WHAT TO DO: Using the data below, return all lines in which "OnceLock" appears.

Data items:

▽

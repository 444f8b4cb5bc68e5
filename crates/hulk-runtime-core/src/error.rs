//! Error types for string concatenation.

use std::error::Error;
use std::fmt;

/// Which input of a concatenation an error refers to.
#[derive(Clone, Copy, Debug, PartialEq, Eq, Hash)]
pub enum Operand {
    /// The first input, copied at offset 0.
    Left,
    /// The second input, copied after the first.
    Right,
}

impl fmt::Display for Operand {
    fn fmt(&self, f: &mut fmt::Formatter<'_>) -> fmt::Result {
        match self {
            Self::Left => write!(f, "left"),
            Self::Right => write!(f, "right"),
        }
    }
}

/// Errors that can occur while concatenating two byte sequences.
#[derive(Clone, Debug, PartialEq, Eq)]
pub enum ConcatError {
    /// The output buffer could not be allocated: the allocator refused,
    /// the size overflowed `usize`, or it exceeded the configured ceiling.
    AllocationFailed {
        /// Bytes requested, terminator included. Saturates at `usize::MAX`
        /// when the size itself overflowed.
        requested: usize,
    },
    /// An input slice has no null terminator.
    Unterminated {
        /// The input that was missing its terminator.
        operand: Operand,
    },
    /// A [`ConcatConfig`](crate::ConcatConfig) failed validation.
    InvalidConfig {
        /// Description of what is wrong.
        reason: String,
    },
}

impl fmt::Display for ConcatError {
    fn fmt(&self, f: &mut fmt::Formatter<'_>) -> fmt::Result {
        match self {
            Self::AllocationFailed { requested } => {
                write!(f, "allocation failed: requested {requested} bytes")
            }
            Self::Unterminated { operand } => {
                write!(f, "{operand} operand is not null-terminated")
            }
            Self::InvalidConfig { reason } => write!(f, "invalid config: {reason}"),
        }
    }
}

impl Error for ConcatError {}
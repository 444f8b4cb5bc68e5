//! Criterion micro-benchmarks for the safe concatenation API.

use std::hint::black_box;

use criterion::{criterion_group, criterion_main, BenchmarkId, Criterion, Throughput};
use hulk_runtime_bench::{chained_concat, operand_pair, SIZES};
use hulk_runtime_core::Concatenator;

fn bench_concat_sizes(c: &mut Criterion) {
    let concatenator = Concatenator::default();
    let mut group = c.benchmark_group("concat");
    for &total in SIZES {
        let (a, b) = operand_pair(total);
        group.throughput(Throughput::Bytes(total as u64));
        group.bench_with_input(BenchmarkId::from_parameter(total), &(a, b), |bench, (a, b)| {
            bench.iter(|| concatenator.concat(black_box(a), black_box(b)).unwrap());
        });
    }
    group.finish();
}

fn bench_concat_bytes(c: &mut Criterion) {
    let concatenator = Concatenator::default();
    let (a, b) = operand_pair(256);
    let (a, b) = (a.as_bytes_with_nul().to_vec(), b.as_bytes_with_nul().to_vec());
    c.bench_function("concat_bytes_256", |bench| {
        bench.iter(|| concatenator.concat_bytes(black_box(&a), black_box(&b)).unwrap());
    });
}

fn bench_chained_concat(c: &mut Criterion) {
    let concatenator = Concatenator::default();
    c.bench_function("chained_concat_100x16", |bench| {
        bench.iter(|| chained_concat(&concatenator, black_box(c"0123456789abcdef"), 100).unwrap());
    });
}

criterion_group!(
    benches,
    bench_concat_sizes,
    bench_concat_bytes,
    bench_chained_concat
);
criterion_main!(benches);
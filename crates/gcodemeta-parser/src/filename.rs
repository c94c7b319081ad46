//! Metadata guessed from a file name
//!
//! PrusaSlicer's default output name template is
//! `{name}_{layer_height}mm_{material}_{printer}_{print_time}.gcode`. Names
//! following it yield five attributes at once. Other names are split into
//! tokens that are checked one by one against a few recognizable shapes: a
//! material, a duration, a layer height.

use std::path::Path;
use std::sync::OnceLock;

use gcodemeta_core::units::{parse_duration, parse_number};
use gcodemeta_core::{attr, AttributeRegistry, AttributeValue, MetadataRecord, Unit};
use regex::Regex;

/// Extensions accepted as G-code, compared case-insensitively
pub const GCODE_EXTENSIONS: &[&str] = &["gcode", "gc", "g", "gco"];

/// Filament materials recognized as stand-alone name tokens
const MATERIALS: &[&str] = &[
    "PLA", "PETG", "PET", "ABS", "ASA", "TPU", "FLEX", "PC", "PA", "NYLON", "PVA", "HIPS",
    "PP", "CPE", "PVB",
];

/// Layer heights above this are taken to be part dimensions
const MAX_LAYER_HEIGHT_MM: f64 = 2.0;

fn prusa_name_regex() -> &'static Regex {
    static PRUSA_NAME: OnceLock<Regex> = OnceLock::new();
    PRUSA_NAME.get_or_init(|| {
        Regex::new(
            r"^(?P<name>.*?)_(?P<height>[0-9.]+)mm_(?P<material>\w+)_(?P<printer>\w+)_(?P<time>.*)\.",
        )
        .expect("invalid PrusaSlicer file name pattern")
    })
}

fn layer_token_regex() -> &'static Regex {
    static LAYER_TOKEN: OnceLock<Regex> = OnceLock::new();
    LAYER_TOKEN.get_or_init(|| {
        Regex::new(r"^(?P<height>\d+(?:\.\d+)?)mm$").expect("invalid layer height token pattern")
    })
}

/// Check whether a path carries one of [`GCODE_EXTENSIONS`]
pub fn is_gcode_path(path: &Path) -> bool {
    path.extension()
        .and_then(|ext| ext.to_str())
        .map(|ext| {
            GCODE_EXTENSIONS
                .iter()
                .any(|known| ext.eq_ignore_ascii_case(known))
        })
        .unwrap_or(false)
}

/// Extracts attributes from a bare file name; never fails
pub struct FilenameHeuristics<'a> {
    registry: &'a AttributeRegistry,
}

impl<'a> FilenameHeuristics<'a> {
    pub fn new(registry: &'a AttributeRegistry) -> Self {
        Self { registry }
    }

    /// Build a record from `file_name`
    ///
    /// Directory components, if any slipped through, are ignored.
    pub fn parse(&self, file_name: &str) -> MetadataRecord {
        let mut record = MetadataRecord::new(self.registry);
        let base = file_name.rsplit(&['/', '\\'][..]).next().unwrap_or(file_name);
        if base.is_empty() {
            return record;
        }

        self.apply_prusa_template(base, &mut record);
        self.apply_tokens(strip_extension(base), &mut record);

        tracing::trace!("File name {:?} gave {} values", base, record.present_count());
        record
    }

    fn apply_prusa_template(&self, base: &str, record: &mut MetadataRecord) {
        let Some(caps) = prusa_name_regex().captures(base) else {
            return;
        };

        if !caps["name"].is_empty() {
            record.set_if_absent(attr::NAME, AttributeValue::Text(caps["name"].to_string()));
        }
        if let Some(height) = parse_number(&caps["height"]) {
            record.set_if_absent(attr::LAYER_HEIGHT, AttributeValue::quantity(height, Unit::Millimeter));
        }
        record.set_if_absent(attr::MATERIAL, AttributeValue::Text(caps["material"].to_string()));
        record.set_if_absent(attr::PRINTER_MODEL, AttributeValue::Text(caps["printer"].to_string()));
        if let Some(time) = parse_duration(&caps["time"]) {
            record.set_if_absent(attr::ESTIMATED_TIME, AttributeValue::Duration(time));
        }
    }

    fn apply_tokens(&self, stem: &str, record: &mut MetadataRecord) {
        let tokens = stem
            .split(|c: char| c == '_' || c == '-' || c.is_whitespace())
            .filter(|token| !token.is_empty());

        for token in tokens {
            let upper = token.to_ascii_uppercase();
            if let Some(material) = MATERIALS.iter().find(|m| **m == upper) {
                record.set_if_absent(attr::MATERIAL, AttributeValue::Text(material.to_string()));
                continue;
            }

            if let Some(caps) = layer_token_regex().captures(token) {
                if let Some(height) = parse_number(&caps["height"])
                    .filter(|h| *h > 0.0 && *h <= MAX_LAYER_HEIGHT_MM)
                {
                    record.set_if_absent(
                        attr::LAYER_HEIGHT,
                        AttributeValue::quantity(height, Unit::Millimeter),
                    );
                }
                continue;
            }

            if token.starts_with(|c: char| c.is_ascii_digit()) {
                if let Some(time) = parse_duration(token) {
                    record.set_if_absent(attr::ESTIMATED_TIME, AttributeValue::Duration(time));
                }
            }
        }
    }
}

/// Drop a trailing `.ext` when it looks like an extension rather than a decimal
fn strip_extension(base: &str) -> &str {
    match base.rsplit_once('.') {
        Some((stem, ext))
            if !stem.is_empty()
                && ext.starts_with(|c: char| c.is_ascii_alphabetic())
                && ext.chars().all(|c| c.is_ascii_alphanumeric()) =>
        {
            stem
        }
        _ => base,
    }
}
//! gcodemeta Settings Crate
//!
//! Loads, validates and saves the scan configuration from TOML or JSON files.

pub mod config;
pub mod error;

pub use config::{Settings, CONFIG_FILE_NAME};
pub use error::{SettingsError, SettingsResult};
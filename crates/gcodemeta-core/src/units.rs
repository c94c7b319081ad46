//! Unit normalization utilities
//!
//! Slicers print the same quantity in different shapes: `2h 3m 45s`,
//! `7425`, `1 hours 2 minutes`, `1.23m`, `20%`. The helpers here turn that
//! text into canonical values. All of them return `None` rather than an
//! error so a bad capture only costs the one attribute.

use regex::Regex;
use serde::{Deserialize, Serialize};
use std::fmt;
use std::str::FromStr;
use std::sync::OnceLock;
use std::time::Duration;

/// Physical unit attached to a numeric quantity
#[derive(Debug, Clone, Copy, PartialEq, Eq, Hash, Serialize, Deserialize)]
#[serde(rename_all = "snake_case")]
pub enum Unit {
    /// Millimeters
    Millimeter,
    /// Grams
    Gram,
    /// Cubic centimeters
    CubicCentimeter,
    /// Degrees Celsius
    Celsius,
    /// Percentage (0-100)
    Percent,
    /// Plain count (layers, tools)
    Count,
    /// Slicer-configured currency, unitless
    Currency,
}

impl Unit {
    /// Short label used when displaying a value, empty for unitless kinds
    pub fn label(&self) -> &'static str {
        match self {
            Self::Millimeter => "mm",
            Self::Gram => "g",
            Self::CubicCentimeter => "cm3",
            Self::Celsius => "°C",
            Self::Percent => "%",
            Self::Count | Self::Currency => "",
        }
    }
}

impl fmt::Display for Unit {
    fn fmt(&self, f: &mut fmt::Formatter<'_>) -> fmt::Result {
        match self {
            Self::Millimeter => write!(f, "millimeter"),
            Self::Gram => write!(f, "gram"),
            Self::CubicCentimeter => write!(f, "cubic centimeter"),
            Self::Celsius => write!(f, "celsius"),
            Self::Percent => write!(f, "percent"),
            Self::Count => write!(f, "count"),
            Self::Currency => write!(f, "currency"),
        }
    }
}

impl FromStr for Unit {
    type Err = String;

    fn from_str(s: &str) -> Result<Self, Self::Err> {
        match s.trim().to_lowercase().as_str() {
            "mm" | "millimeter" => Ok(Self::Millimeter),
            "g" | "gram" => Ok(Self::Gram),
            "cm3" | "cubic centimeter" => Ok(Self::CubicCentimeter),
            "c" | "°c" | "celsius" => Ok(Self::Celsius),
            "%" | "percent" => Ok(Self::Percent),
            "count" => Ok(Self::Count),
            "currency" => Ok(Self::Currency),
            _ => Err(format!("Unknown unit: {}", s)),
        }
    }
}

/// Upper bound for plain-seconds captures (about 31 years)
const MAX_SECONDS: f64 = 1.0e9;

fn duration_token_regex() -> &'static Regex {
    static DURATION_TOKEN: OnceLock<Regex> = OnceLock::new();
    DURATION_TOKEN.get_or_init(|| {
        Regex::new(r"(\d+)\s*([a-z]+)").expect("invalid duration token pattern")
    })
}

fn unit_seconds(unit: &str) -> Option<u64> {
    match unit {
        "d" | "day" | "days" => Some(24 * 60 * 60),
        "h" | "hr" | "hrs" | "hour" | "hours" => Some(60 * 60),
        "m" | "min" | "mins" | "minute" | "minutes" => Some(60),
        "s" | "sec" | "secs" | "second" | "seconds" => Some(1),
        _ => None,
    }
}

/// Parse a duration written as unit-tagged components
///
/// Accepts the compact form (`2h 3m 45s`, `1d2h`, `120min`, `2M`) and the
/// verbose form (`1 hours 2 minutes`). Components may be separated by
/// whitespace or commas. Anything else in the string, or a zero total,
/// yields `None`.
pub fn parse_duration(input: &str) -> Option<Duration> {
    let text = input.trim().to_lowercase();
    if text.is_empty() {
        return None;
    }

    let mut total = 0u64;
    let mut cursor = 0usize;
    for caps in duration_token_regex().captures_iter(&text) {
        let whole = caps.get(0)?;
        if !is_separator(&text[cursor..whole.start()]) {
            return None;
        }
        let amount: u64 = caps[1].parse().ok()?;
        let scale = unit_seconds(&caps[2])?;
        total = total.checked_add(amount.checked_mul(scale)?)?;
        cursor = whole.end();
    }

    if cursor == 0 || !is_separator(&text[cursor..]) || total == 0 {
        return None;
    }
    Some(Duration::from_secs(total))
}

fn is_separator(gap: &str) -> bool {
    gap.chars().all(|c| c.is_whitespace() || c == ',')
}

/// Parse a plain number of seconds (`7425`, `7425.6`)
pub fn parse_seconds(input: &str) -> Option<Duration> {
    let seconds = parse_number(input)?;
    if !(0.0..=MAX_SECONDS).contains(&seconds) {
        return None;
    }
    Some(Duration::from_secs_f64(seconds.round()))
}

/// Parse a finite decimal number
pub fn parse_number(input: &str) -> Option<f64> {
    let value = input.trim().parse::<f64>().ok()?;
    value.is_finite().then_some(value)
}

/// Parse a percentage, with or without the trailing `%`
pub fn parse_percent(input: &str) -> Option<f64> {
    let trimmed = input.trim();
    parse_number(trimmed.strip_suffix('%').unwrap_or(trimmed))
}

/// Parse a length to millimeters
///
/// A bare number is taken to be in `default_unit_mm` multiples of a
/// millimeter (1.0 for mm, 1000.0 for meters). An explicit `mm`, `cm` or
/// `m` suffix overrides the default.
pub fn parse_length_mm(input: &str, default_unit_mm: f64) -> Option<f64> {
    let trimmed = input.trim();
    let (number, scale) = if let Some(n) = trimmed.strip_suffix("mm") {
        (n, 1.0)
    } else if let Some(n) = trimmed.strip_suffix("cm") {
        (n, 10.0)
    } else if let Some(n) = trimmed.strip_suffix('m') {
        (n, 1000.0)
    } else {
        (trimmed, default_unit_mm)
    };
    parse_number(number).map(|v| v * scale)
}

/// Parse a 0/1 or true/false switch
pub fn parse_flag(input: &str) -> Option<bool> {
    match input.trim().to_lowercase().as_str() {
        "1" | "true" | "yes" | "on" => Some(true),
        "0" | "false" | "no" | "off" => Some(false),
        _ => None,
    }
}

/// Format a duration the way PrusaSlicer prints it (`1d 2h 3m 4s`)
pub fn format_duration(duration: Duration) -> String {
    let mut secs = duration.as_secs();
    let days = secs / 86_400;
    secs %= 86_400;
    let hours = secs / 3_600;
    secs %= 3_600;
    let minutes = secs / 60;
    secs %= 60;

    let mut parts = Vec::new();
    if days > 0 {
        parts.push(format!("{}d", days));
    }
    if days > 0 || hours > 0 {
        parts.push(format!("{}h", hours));
    }
    if days > 0 || hours > 0 || minutes > 0 {
        parts.push(format!("{}m", minutes));
    }
    parts.push(format!("{}s", secs));
    parts.join(" ")
}
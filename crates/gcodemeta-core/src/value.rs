//! Typed attribute values and their semantic kinds

use serde::{Deserialize, Serialize};
use std::fmt;
use std::time::Duration;

use crate::units::{format_duration, Unit};

/// Semantic type of an attribute as declared in the registry
#[derive(Debug, Clone, Copy, PartialEq, Eq)]
pub enum ValueKind {
    /// Free-form text
    Text,
    /// Elapsed time
    Duration,
    /// Number with a fixed unit
    Quantity(Unit),
    /// One member of a closed vocabulary
    Choice(&'static [&'static str]),
    /// Boolean switch
    Flag,
    /// One number per tool, all in the same unit
    PerTool(Unit),
    /// One text per tool
    TextList,
}

impl ValueKind {
    /// Unit carried by numeric kinds
    pub fn unit(&self) -> Option<Unit> {
        match self {
            Self::Quantity(unit) | Self::PerTool(unit) => Some(*unit),
            _ => None,
        }
    }

    /// Short name of the kind, used in logs
    pub fn name(&self) -> &'static str {
        match self {
            Self::Text => "text",
            Self::Duration => "duration",
            Self::Quantity(_) => "quantity",
            Self::Choice(_) => "choice",
            Self::Flag => "flag",
            Self::PerTool(_) => "per_tool",
            Self::TextList => "text_list",
        }
    }
}

/// A normalized attribute value
///
/// Matchers produce these from raw slicer text; nothing downstream of a
/// matcher ever sees the slicer's original formatting.
#[derive(Debug, Clone, PartialEq, Serialize, Deserialize)]
#[serde(tag = "kind", content = "value", rename_all = "snake_case")]
pub enum AttributeValue {
    /// Free-form text
    Text(String),
    /// Elapsed time, serialized as whole seconds
    Duration(#[serde(with = "seconds")] Duration),
    /// Number with unit
    Quantity { value: f64, unit: Unit },
    /// Vocabulary member
    Choice(String),
    /// Boolean switch
    Flag(bool),
    /// Per-tool numbers
    PerTool { values: Vec<f64>, unit: Unit },
    /// Per-tool texts
    TextList(Vec<String>),
}

impl AttributeValue {
    /// Build a quantity value
    pub fn quantity(value: f64, unit: Unit) -> Self {
        Self::Quantity { value, unit }
    }

    /// Build a duration value from whole seconds
    pub fn seconds(secs: u64) -> Self {
        Self::Duration(Duration::from_secs(secs))
    }

    /// Check whether this value is acceptable for an attribute of `kind`
    pub fn conforms_to(&self, kind: &ValueKind) -> bool {
        match (self, kind) {
            (Self::Text(_), ValueKind::Text) => true,
            (Self::Duration(_), ValueKind::Duration) => true,
            (Self::Quantity { value, unit }, ValueKind::Quantity(expected)) => {
                unit == expected && value.is_finite()
            }
            (Self::Choice(choice), ValueKind::Choice(vocabulary)) => {
                vocabulary.iter().any(|member| member == choice)
            }
            (Self::Flag(_), ValueKind::Flag) => true,
            (Self::PerTool { values, unit }, ValueKind::PerTool(expected)) => {
                unit == expected && !values.is_empty() && values.iter().all(|v| v.is_finite())
            }
            (Self::TextList(items), ValueKind::TextList) => !items.is_empty(),
            _ => false,
        }
    }

    /// Duration payload, if this is a duration
    pub fn as_duration(&self) -> Option<Duration> {
        match self {
            Self::Duration(d) => Some(*d),
            _ => None,
        }
    }

    /// Numeric payload, if this is a quantity
    pub fn as_f64(&self) -> Option<f64> {
        match self {
            Self::Quantity { value, .. } => Some(*value),
            _ => None,
        }
    }

    /// Text payload for text and choice values
    pub fn as_str(&self) -> Option<&str> {
        match self {
            Self::Text(s) | Self::Choice(s) => Some(s),
            _ => None,
        }
    }
}

fn format_number(value: f64) -> String {
    let mut text = format!("{:.4}", value);
    while text.contains('.') && (text.ends_with('0') || text.ends_with('.')) {
        text.pop();
    }
    text
}

fn with_label(value: f64, unit: Unit) -> String {
    let label = unit.label();
    if label.is_empty() {
        format_number(value)
    } else {
        format!("{} {}", format_number(value), label)
    }
}

impl fmt::Display for AttributeValue {
    fn fmt(&self, f: &mut fmt::Formatter<'_>) -> fmt::Result {
        match self {
            Self::Text(s) | Self::Choice(s) => write!(f, "{}", s),
            Self::Duration(d) => write!(f, "{}", format_duration(*d)),
            Self::Quantity { value, unit } => write!(f, "{}", with_label(*value, *unit)),
            Self::Flag(b) => write!(f, "{}", b),
            Self::PerTool { values, unit } => {
                let parts: Vec<String> = values.iter().map(|v| with_label(*v, *unit)).collect();
                write!(f, "[{}]", parts.join(", "))
            }
            Self::TextList(items) => write!(f, "[{}]", items.join(", ")),
        }
    }
}

mod seconds {
    use serde::{Deserialize, Deserializer, Serializer};
    use std::time::Duration;

    pub fn serialize<S: Serializer>(value: &Duration, serializer: S) -> Result<S::Ok, S::Error> {
        serializer.serialize_u64(value.as_secs())
    }

    pub fn deserialize<'de, D: Deserializer<'de>>(deserializer: D) -> Result<Duration, D::Error> {
        u64::deserialize(deserializer).map(Duration::from_secs)
    }
}
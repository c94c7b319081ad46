//! Settings file handling
//!
//! A settings file holds a `[scan]` table with the [`ScanConfig`] tunables
//! and a default log filter. Either TOML or JSON is accepted, chosen by the
//! file extension. Missing keys take their defaults.

use std::path::{Path, PathBuf};

use gcodemeta_core::{AttributeRegistry, ScanConfig};
use serde::{Deserialize, Serialize};

use crate::error::{SettingsError, SettingsResult};

/// File name looked up inside the per-user config directory
pub const CONFIG_FILE_NAME: &str = "config.toml";

const APP_DIR: &str = "gcodemeta";

/// Persisted settings
#[derive(Debug, Clone, PartialEq, Eq, Serialize, Deserialize)]
#[serde(default)]
pub struct Settings {
    /// Log filter used when `RUST_LOG` is not set
    pub log_filter: String,
    /// Extraction tunables
    pub scan: ScanConfig,
}

impl Default for Settings {
    fn default() -> Self {
        Self {
            log_filter: "info".to_string(),
            scan: ScanConfig::default(),
        }
    }
}

enum Format {
    Json,
    Toml,
}

impl Format {
    fn from_path(path: &Path) -> SettingsResult<Self> {
        if path.extension().is_some_and(|ext| ext == "json") {
            Ok(Self::Json)
        } else if path.extension().is_some_and(|ext| ext == "toml") {
            Ok(Self::Toml)
        } else {
            Err(SettingsError::UnsupportedFormat(path.to_path_buf()))
        }
    }
}

impl Settings {
    /// Default settings file location, `<config dir>/gcodemeta/config.toml`
    pub fn default_path() -> SettingsResult<PathBuf> {
        let base = dirs::config_dir().ok_or_else(|| {
            SettingsError::ConfigDirectory("no configuration directory on this platform".into())
        })?;
        Ok(base.join(APP_DIR).join(CONFIG_FILE_NAME))
    }

    /// Load settings from file (JSON or TOML) and validate them
    pub fn load_from_file(path: &Path, registry: &AttributeRegistry) -> SettingsResult<Self> {
        let format = Format::from_path(path)?;
        let content = std::fs::read_to_string(path)?;

        let settings: Self = match format {
            Format::Json => serde_json::from_str(&content)?,
            Format::Toml => toml::from_str(&content)?,
        };

        settings.validate(registry)?;
        Ok(settings)
    }

    /// Load the default settings file, or defaults when there is none
    pub fn load_or_default(registry: &AttributeRegistry) -> SettingsResult<Self> {
        match Self::default_path() {
            Ok(path) if path.is_file() => Self::load_from_file(&path, registry),
            _ => Ok(Self::default()),
        }
    }

    /// Save settings to file (JSON or TOML), creating parent directories
    pub fn save_to_file(&self, path: &Path, registry: &AttributeRegistry) -> SettingsResult<()> {
        self.validate(registry)?;

        let content = match Format::from_path(path)? {
            Format::Json => serde_json::to_string_pretty(self)?,
            Format::Toml => toml::to_string_pretty(self)?,
        };

        if let Some(parent) = path.parent().filter(|p| !p.as_os_str().is_empty()) {
            std::fs::create_dir_all(parent)?;
        }
        std::fs::write(path, content)?;

        Ok(())
    }

    /// Validate settings against the registry extraction will use
    pub fn validate(&self, registry: &AttributeRegistry) -> SettingsResult<()> {
        self.scan.validate(registry)?;
        Ok(())
    }
}
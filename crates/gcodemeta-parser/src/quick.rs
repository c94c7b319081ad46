//! Quick parser: matchers over the head and tail comment blocks only

use std::path::Path;

use gcodemeta_core::{AttributeRegistry, MetadataRecord, Result, ScanConfig};

use crate::builder::RecordBuilder;
use crate::dialect::MatcherRegistry;
use crate::reader::GcodeFileReader;
use crate::scanner::{CommentBlockScanner, ScannedBlocks};
use crate::thumbnail::Thumbnail;

/// Outcome of a quick parse
#[derive(Debug, Clone, PartialEq)]
pub struct QuickParse {
    pub record: MetadataRecord,
    pub thumbnails: Vec<Thumbnail>,
    /// Required attributes the comment blocks did not provide
    pub missing: Vec<String>,
    /// The head window covered the whole file
    pub whole_file: bool,
}

impl QuickParse {
    /// Every required attribute was found
    pub fn is_complete(&self) -> bool {
        self.missing.is_empty()
    }
}

/// Parses only the comment blocks at either end of a file
pub struct QuickParser<'a> {
    registry: &'a AttributeRegistry,
    config: &'a ScanConfig,
    matchers: &'a MatcherRegistry,
}

impl<'a> QuickParser<'a> {
    pub fn new(
        registry: &'a AttributeRegistry,
        config: &'a ScanConfig,
        matchers: &'a MatcherRegistry,
    ) -> Self {
        Self {
            registry,
            config,
            matchers,
        }
    }

    /// Scan `path` and match its head and tail comment blocks
    ///
    /// # Errors
    /// Fails only on I/O: [`gcodemeta_core::ExtractError::Unreadable`] or
    /// [`gcodemeta_core::ExtractError::Truncated`].
    pub fn parse(&self, path: &Path) -> Result<QuickParse> {
        let mut reader = GcodeFileReader::open(path)?;
        let blocks = CommentBlockScanner::new(self.config).scan(&mut reader)?;
        Ok(self.parse_blocks(&blocks))
    }

    /// Match already scanned blocks, head first
    pub fn parse_blocks(&self, blocks: &ScannedBlocks) -> QuickParse {
        let mut builder = RecordBuilder::new(self.registry, self.config, self.matchers);
        for block in [&blocks.head, &blocks.tail] {
            for line in &block.lines {
                if line.after_code {
                    builder.end_block();
                }
                builder.offer(&line.text);
            }
            builder.end_block();
        }

        let captured = builder.captured();
        let (record, thumbnails) = builder.finish();
        let missing: Vec<String> = record
            .missing(&self.config.required)
            .into_iter()
            .map(String::from)
            .collect();

        tracing::debug!(
            "Quick parse: {} head + {} tail comment lines, {} values, missing {:?}",
            blocks.head.len(),
            blocks.tail.len(),
            captured,
            missing
        );

        QuickParse {
            record,
            thumbnails,
            missing,
            whole_file: blocks.whole_file,
        }
    }
}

△

REPLY TO THE TASK:
use std::sync::OnceLock;
    static PRUSA_NAME: OnceLock<Regex> = OnceLock::new();
    static LAYER_TOKEN: OnceLock<Regex> = OnceLock::new();
use std::sync::OnceLock;
    static DURATION_TOKEN: OnceLock<Regex> = OnceLock::new();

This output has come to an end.